(Record set begins)

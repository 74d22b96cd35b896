use std::str::FromStr;

use bytes::Bytes;
use chrono::{DateTime, Utc};
use durastream_types::{DeliveryMode, Offset, START_SENTINEL, SessionInfo, headers};
use reqwest::{RequestBuilder, Response, StatusCode, header};
use serde::Deserialize;
use tracing::debug;

use crate::{
    error::{ClientError, Result},
    types::{Appended, Batch, ClientConfig, CreateStream, Credentials, StreamInfo},
};

/// HTTP client for one durable streams server.
///
/// Cheap to clone; clones share the connection pool.
///
/// # Example
///
/// ```ignore
/// use durastream_sdk::{ClientConfig, CreateStream, StreamClient};
///
/// let client = StreamClient::new(ClientConfig::new("http://localhost:4437"));
/// client.create("orders", CreateStream::content_type("application/json")).await?;
/// client.append("orders", r#"{"id":1}"#).await?;
///
/// let batch = client.read("orders", None).await?;
/// let orders: Vec<serde_json::Value> = batch.json()?;
/// ```
#[derive(Clone)]
pub struct StreamClient {
    config: ClientConfig,
    http: reqwest::Client,
}

impl StreamClient {
    pub fn new(config: ClientConfig) -> Self {
        Self::with_http(config, reqwest::Client::new())
    }

    /// Share an existing reqwest client.
    pub fn with_http(config: ClientConfig, http: reqwest::Client) -> Self {
        Self { config, http }
    }

    pub fn config(&self) -> &ClientConfig {
        &self.config
    }

    pub(crate) fn url(&self, path: &str) -> String {
        format!(
            "{}/v1/{}",
            self.config.endpoint.trim_end_matches('/'),
            path.trim_start_matches('/')
        )
    }

    pub(crate) fn authorized(&self, request: RequestBuilder) -> RequestBuilder {
        match &self.config.credentials {
            Credentials::None => request,
            Credentials::Token(token) => request.bearer_auth(token),
            Credentials::ReaderKey { project, key } => request
                .header(headers::STREAM_READER_KEY, key)
                .header(headers::STREAM_PROJECT, project),
        }
    }

    /// Create a stream. Returns `true` when it did not exist before.
    pub async fn create(&self, stream: &str, options: CreateStream) -> Result<bool> {
        let mut request = self.authorized(self.http.put(self.url(&format!("stream/{stream}"))));
        if let Some(content_type) = &options.content_type {
            request = request.header(header::CONTENT_TYPE, content_type);
        }
        if let Some(ttl) = options.ttl_seconds {
            request = request.header(headers::STREAM_TTL, ttl.to_string());
        }
        if let Some(expires_at) = options.expires_at {
            request = request.header(headers::STREAM_EXPIRES_AT, expires_at.to_rfc3339());
        }
        if let Some(data) = options.initial_data {
            request = request.body(data);
        }

        let response = check(request.send().await?).await?;
        let created = response.status() == StatusCode::CREATED;
        debug!(stream, created, "Stream ensured");
        Ok(created)
    }

    /// Append one record using the stream's own content type.
    pub async fn append(&self, stream: &str, data: impl Into<Bytes>) -> Result<Appended> {
        self.append_with(stream, data, None, None).await
    }

    /// Append with an explicit content type and writer sequence.
    pub async fn append_with(
        &self,
        stream: &str,
        data: impl Into<Bytes>,
        content_type: Option<&str>,
        seq: Option<&str>,
    ) -> Result<Appended> {
        let mut request = self.authorized(self.http.post(self.url(&format!("stream/{stream}"))));
        if let Some(content_type) = content_type {
            request = request.header(header::CONTENT_TYPE, content_type);
        }
        if let Some(seq) = seq {
            request = request.header(headers::STREAM_SEQ, seq);
        }

        let response = check(request.body(data.into()).send().await?).await?;
        Ok(Appended {
            offset: header_offset(&response, headers::STREAM_OFFSET)?,
            next_offset: header_offset(&response, headers::STREAM_NEXT_OFFSET)?,
        })
    }

    /// Catch-up read from `from` (the start of the stream when `None`).
    pub async fn read(&self, stream: &str, from: Option<Offset>) -> Result<Batch> {
        let request = self.read_request(stream, from, None);
        let response = check(request.send().await?).await?;
        batch(response).await
    }

    /// Long-poll read. `None` means the wait elapsed with nothing new.
    pub async fn long_poll(&self, stream: &str, from: Option<Offset>) -> Result<Option<Batch>> {
        let request = self.read_request(stream, from, Some("long-poll"));
        let response = check(request.send().await?).await?;
        if response.status() == StatusCode::NO_CONTENT {
            return Ok(None);
        }
        batch(response).await.map(Some)
    }

    pub(crate) fn read_request(
        &self,
        stream: &str,
        from: Option<Offset>,
        live: Option<&str>,
    ) -> RequestBuilder {
        let mut query = vec![("offset", encode_from(from))];
        if let Some(live) = live {
            query.push(("live", live.to_string()));
            if live == "long-poll" {
                query.push((
                    "timeout_ms",
                    self.config.long_poll_timeout.as_millis().to_string(),
                ));
            }
        }
        if let Some(limit) = self.config.limit {
            query.push(("limit", limit.to_string()));
        }
        self.authorized(self.http.get(self.url(&format!("stream/{stream}"))))
            .query(&query)
    }

    /// Stream metadata.
    pub async fn head(&self, stream: &str) -> Result<StreamInfo> {
        let request = self.authorized(self.http.head(self.url(&format!("stream/{stream}"))));
        let response = check(request.send().await?).await?;
        Ok(StreamInfo {
            content_type: header_str(&response, header::CONTENT_TYPE.as_str())
                .unwrap_or_default()
                .to_string(),
            next_offset: header_offset(&response, headers::STREAM_NEXT_OFFSET)?,
            ttl_seconds: header_str(&response, headers::STREAM_TTL).and_then(|v| v.parse().ok()),
            expires_at: header_str(&response, headers::STREAM_EXPIRES_AT)
                .and_then(|v| DateTime::parse_from_rfc3339(v).ok())
                .map(|t| t.with_timezone(&Utc)),
        })
    }

    pub async fn delete(&self, stream: &str) -> Result<()> {
        let request = self.authorized(self.http.delete(self.url(&format!("stream/{stream}"))));
        check(request.send().await?).await?;
        Ok(())
    }

    /// Ensure-append-notify in one call. Fails with the subscriber's status
    /// when a push delivery is rejected, even though the record was written.
    pub async fn publish(
        &self,
        stream: &str,
        content_type: &str,
        data: impl Into<Bytes>,
    ) -> Result<Appended> {
        #[derive(Deserialize)]
        #[serde(rename_all = "camelCase")]
        struct Published {
            offset: Offset,
            next_offset: Offset,
        }

        let request = self
            .authorized(self.http.post(self.url(&format!("publish/{stream}"))))
            .header(header::CONTENT_TYPE, content_type)
            .body(data.into());
        let published: Published = check(request.send().await?).await?.json().await?;
        Ok(Appended {
            offset: published.offset,
            next_offset: published.next_offset,
        })
    }

    /// Register a fan-out session.
    pub async fn subscribe(
        &self,
        stream: &str,
        mode: DeliveryMode,
        callback: Option<&str>,
        from: Option<Offset>,
    ) -> Result<SessionInfo> {
        let mut request = self
            .authorized(self.http.post(self.url(&format!("subscribe/{stream}"))))
            .header(headers::FANOUT_MODE, mode.as_str())
            .query(&[("offset", encode_from(from))]);
        if let Some(callback) = callback {
            request = request.header(headers::FANOUT_CALLBACK, callback);
        }
        Ok(check(request.send().await?).await?.json().await?)
    }

    /// Sessions registered on a stream.
    pub async fn sessions(&self, stream: &str) -> Result<Vec<SessionInfo>> {
        #[derive(Deserialize)]
        struct Listing {
            sessions: Vec<SessionInfo>,
        }

        let request = self.authorized(self.http.get(self.url(&format!("subscribe/{stream}"))));
        let listing: Listing = check(request.send().await?).await?.json().await?;
        Ok(listing.sessions)
    }

    /// Read the batch after a session's acknowledged position.
    pub async fn poll_session(&self, session_id: &str) -> Result<Option<Batch>> {
        let mut query = vec![(
            "timeout_ms",
            self.config.long_poll_timeout.as_millis().to_string(),
        )];
        if let Some(limit) = self.config.limit {
            query.push(("limit", limit.to_string()));
        }
        let request = self
            .authorized(self.http.get(self.url(&format!("sessions/{session_id}"))))
            .query(&query);
        let response = check(request.send().await?).await?;
        if response.status() == StatusCode::NO_CONTENT {
            return Ok(None);
        }
        batch(response).await.map(Some)
    }

    /// Acknowledge everything before `offset` and renew the session.
    pub async fn ack(&self, session_id: &str, offset: Offset) -> Result<SessionInfo> {
        let request = self
            .authorized(self.http.post(self.url(&format!("sessions/{session_id}/ack"))))
            .header(headers::FANOUT_ACK_OFFSET, offset.to_string());
        Ok(check(request.send().await?).await?.json().await?)
    }

    pub async fn unsubscribe(&self, session_id: &str) -> Result<()> {
        let request = self.authorized(self.http.delete(self.url(&format!("sessions/{session_id}"))));
        check(request.send().await?).await?;
        Ok(())
    }
}

fn encode_from(from: Option<Offset>) -> String {
    from.map(|o| o.to_string())
        .unwrap_or_else(|| START_SENTINEL.to_string())
}

/// Turn an error status into a [`ClientError::Status`].
pub(crate) async fn check(response: Response) -> Result<Response> {
    let status = response.status();
    if status.is_success() || status == StatusCode::NOT_MODIFIED {
        return Ok(response);
    }
    let body = response.bytes().await.unwrap_or_default();
    Err(ClientError::from_body(status, &body))
}

async fn batch(response: Response) -> Result<Batch> {
    let next_offset = header_offset(&response, headers::STREAM_NEXT_OFFSET)?;
    let up_to_date = header_str(&response, headers::STREAM_UP_TO_DATE) == Some("true");
    let content_type = header_str(&response, header::CONTENT_TYPE.as_str())
        .unwrap_or_default()
        .to_string();
    Ok(Batch {
        content_type,
        body: response.bytes().await?,
        next_offset,
        up_to_date,
    })
}

fn header_str<'a>(response: &'a Response, name: &str) -> Option<&'a str> {
    response.headers().get(name).and_then(|v| v.to_str().ok())
}

fn header_offset(response: &Response, name: &'static str) -> Result<Offset> {
    let raw = header_str(response, name).ok_or(ClientError::MissingHeader(name))?;
    Ok(Offset::from_str(raw)?)
}

#[cfg(test)]
mod tests {
    use super::*;

    #[test]
    fn test_url_joins_endpoint() {
        let client = StreamClient::new(ClientConfig::new("http://localhost:4437/"));
        assert_eq!(
            client.url("stream/orders/eu"),
            "http://localhost:4437/v1/stream/orders/eu"
        );
    }

    #[test]
    fn test_read_request_query() {
        let client = StreamClient::new(ClientConfig::new("http://localhost:4437").with_limit(10));
        let request = client
            .read_request("orders", Some(Offset::new(2, 5)), Some("long-poll"))
            .build()
            .unwrap();
        let query = request.url().query().unwrap();
        assert!(query.contains("offset=2_0000000000000005"));
        assert!(query.contains("live=long-poll"));
        assert!(query.contains("timeout_ms=30000"));
        assert!(query.contains("limit=10"));
    }

    #[test]
    fn test_reader_key_headers() {
        let config = ClientConfig::new("http://localhost:4437").with_reader_key("acme", "k");
        let client = StreamClient::new(config);
        let request = client.read_request("orders", None, None).build().unwrap();
        assert_eq!(request.headers()[headers::STREAM_READER_KEY], "k");
        assert_eq!(request.headers()[headers::STREAM_PROJECT], "acme");
        assert!(request.url().query().unwrap().contains("offset=-1"));
    }
}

(Record set ends)

Task objective :: Show all lines of the material in which the word "orders" can be found.

Result ::
/// client.create("orders", CreateStream::content_type("application/json")).await?;
/// client.append("orders", r#"{"id":1}"#).await?;
/// let batch = client.read("orders", None).await?;
/// let orders: Vec<serde_json::Value> = batch.json()?;
            client.url("stream/orders/eu"),
            "http://localhost:4437/v1/stream/orders/eu"
            .read_request("orders", Some(Offset::new(2, 5)), Some("long-poll"))
        let request = client.read_request("orders", None, None).build().unwrap();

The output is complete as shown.